# [EXTRACTED INFORMATION]
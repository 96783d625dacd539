#![allow(dead_code)]

// Hand-built AST helpers for the integration tests: this crate owns no
// parser, so every test script is assembled directly out of `sandhopper`'s
// public `build` module (the same constructors the polyfill bootstrap
// itself uses) plus a handful of node shapes `build` doesn't cover.

use sandhopper::{build, Engine, EngineConfig, EngineError, Node, NodeKind, NodeRef, Value};

pub fn id(name: &str) -> NodeRef {
    build::ident(name)
}
pub fn num(n: f64) -> NodeRef {
    build::num(n)
}
pub fn str_(s: &str) -> NodeRef {
    build::string(s)
}
pub fn bool_(b: bool) -> NodeRef {
    build::boolean(b)
}
pub fn null_() -> NodeRef {
    build::null()
}
pub fn undef() -> NodeRef {
    id("undefined")
}
pub fn this_() -> NodeRef {
    Node::new(NodeKind::ThisExpression)
}

pub fn member(object: NodeRef, name: &str) -> NodeRef {
    build::member(object, id(name), false)
}
pub fn member_c(object: NodeRef, key: NodeRef) -> NodeRef {
    build::member(object, key, true)
}
pub fn call(callee: NodeRef, args: Vec<NodeRef>) -> NodeRef {
    build::call(callee, args)
}
pub fn new_(callee: NodeRef, args: Vec<NodeRef>) -> NodeRef {
    Node::new(NodeKind::NewExpression { callee, arguments: args })
}
pub fn method_call(object: NodeRef, name: &str, args: Vec<NodeRef>) -> NodeRef {
    call(member(object, name), args)
}

pub fn assign(op: &str, left: NodeRef, right: NodeRef) -> NodeRef {
    build::assign(op, left, right)
}
pub fn bin(op: &str, l: NodeRef, r: NodeRef) -> NodeRef {
    build::binary(op, l, r)
}
pub fn logical(op: &str, l: NodeRef, r: NodeRef) -> NodeRef {
    build::logical(op, l, r)
}
pub fn unary(op: &str, arg: NodeRef, prefix: bool) -> NodeRef {
    Node::new(NodeKind::UnaryExpression { operator: op.to_string(), argument: arg, prefix })
}
pub fn not_(arg: NodeRef) -> NodeRef {
    unary("!", arg, true)
}
pub fn typeof_(arg: NodeRef) -> NodeRef {
    unary("typeof", arg, true)
}
pub fn update(op: &str, arg: NodeRef, prefix: bool) -> NodeRef {
    Node::new(NodeKind::UpdateExpression { operator: op.to_string(), argument: arg, prefix })
}
pub fn cond(test: NodeRef, consequent: NodeRef, alternate: NodeRef) -> NodeRef {
    Node::new(NodeKind::ConditionalExpression { test, consequent, alternate })
}

pub fn block(body: Vec<NodeRef>) -> NodeRef {
    build::block(body)
}
pub fn expr_stmt(e: NodeRef) -> NodeRef {
    build::expr_stmt(e)
}
pub fn if_(test: NodeRef, consequent: NodeRef, alternate: Option<NodeRef>) -> NodeRef {
    build::if_stmt(test, consequent, alternate)
}
pub fn while_(test: NodeRef, body: NodeRef) -> NodeRef {
    build::while_stmt(test, body)
}
pub fn for_(init: Option<NodeRef>, test: Option<NodeRef>, update: Option<NodeRef>, body: NodeRef) -> NodeRef {
    Node::new(NodeKind::ForStatement { init, test, update, body })
}
pub fn ret(v: Option<NodeRef>) -> NodeRef {
    build::return_stmt(v)
}
pub fn var(name: &str, init: Option<NodeRef>) -> NodeRef {
    build::var_decl(name, init)
}
pub fn func_expr(params: &[&str], body: Vec<NodeRef>) -> NodeRef {
    build::function_expr(params, body)
}
pub fn func_decl(name: &str, params: &[&str], body: Vec<NodeRef>) -> NodeRef {
    build::function_decl(name, params, body)
}
pub fn throw_(e: NodeRef) -> NodeRef {
    build::throw_stmt(e)
}
pub fn try_(block_node: NodeRef, handler: Option<(Option<&str>, NodeRef)>, finalizer: Option<NodeRef>) -> NodeRef {
    build::try_stmt(block_node, handler, finalizer)
}
pub fn array_lit(elements: Vec<Option<NodeRef>>) -> NodeRef {
    Node::new(NodeKind::ArrayExpression { elements })
}

pub fn program(body: Vec<NodeRef>) -> NodeRef {
    build::program(body)
}

/// Builds a fresh engine over `body` and runs it to completion, returning
/// the completion value of the last top-level expression statement.
pub fn run(body: Vec<NodeRef>) -> Result<Value, EngineError> {
    let mut engine = Engine::new(program(body), EngineConfig::default())?;
    engine.run()?;
    Ok(engine.value().clone())
}

/// As `run`, but hands back the engine itself so a test can register
/// additional host globals (via `engine.global_object()`) before running,
/// or inspect object state after.
pub fn new_engine(body: Vec<NodeRef>) -> Result<Engine, EngineError> {
    Engine::new(program(body), EngineConfig::default())
}

pub fn as_num(v: &Value) -> f64 {
    match v {
        Value::Num(n) => *n,
        other => panic!("expected number, got {other:?}"),
    }
}
pub fn as_str(v: &Value) -> String {
    match v {
        Value::Str(s) => s.to_string(),
        other => panic!("expected string, got {other:?}"),
    }
}
pub fn as_bool(v: &Value) -> bool {
    match v {
        Value::Bool(b) => *b,
        other => panic!("expected bool, got {other:?}"),
    }
}
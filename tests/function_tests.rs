mod common;

use common::*;

#[ctor::ctor]
fn init_logger() {
    let _ = env_logger::Builder::from_env(env_logger::Env::default()).is_test(true).try_init();
}

#[test]
fn call_binds_this_and_forwards_arguments() {
    let result = run(vec![
        func_decl("greet", &["greeting"], vec![ret(Some(bin("+", id("greeting"), member(this_(), "name"))))]),
        var("obj", Some(new_(id("Object"), vec![]))),
        expr_stmt(assign("=", member(id("obj"), "name"), str_("world"))),
        expr_stmt(method_call(id("greet"), "call", vec![id("obj"), str_("hello ")])),
    ])
    .unwrap();
    assert_eq!(as_str(&result), "hello world");
}

#[test]
fn apply_spreads_an_arguments_array() {
    let result = run(vec![
        func_decl("sum3", &["a", "b", "c"], vec![ret(Some(bin("+", bin("+", id("a"), id("b")), id("c"))))]),
        expr_stmt(method_call(id("sum3"), "apply", vec![null_(), array_lit(vec![Some(num(1.0)), Some(num(2.0)), Some(num(3.0))])])),
    ])
    .unwrap();
    assert_eq!(as_num(&result), 6.0);
}

#[test]
fn bind_partially_applies_arguments_and_this() {
    let result = run(vec![
        func_decl("add", &["a", "b"], vec![ret(Some(bin("+", id("a"), member(this_(), "base"))))]),
        var("ctx", Some(new_(id("Object"), vec![]))),
        expr_stmt(assign("=", member(id("ctx"), "base"), num(100.0))),
        var("addToCtx", Some(method_call(id("add"), "bind", vec![id("ctx"), num(5.0)]))),
        expr_stmt(call(id("addToCtx"), vec![num(1.0)])),
    ])
    .unwrap();
    assert_eq!(as_num(&result), 105.0);
}

#[test]
fn call_with_no_this_arg_still_runs() {
    let result = run(vec![
        func_decl("identity", &["x"], vec![ret(Some(id("x")))]),
        expr_stmt(method_call(id("identity"), "call", vec![undef(), num(42.0)])),
    ])
    .unwrap();
    assert_eq!(as_num(&result), 42.0);
}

# [EXERCISE]
Your answer consists solely of the lines from the top of the records above through the line that contains "the polyfill bootstrap", each echoed exactly.

# [RESULT OF THIS EXERCISE]
repository 96783d625dacd539
#![allow(dead_code)]

// Hand-built AST helpers for the integration tests: this crate owns no
// parser, so every test script is assembled directly out of `sandhopper`'s
// public `build` module (the same constructors the polyfill bootstrap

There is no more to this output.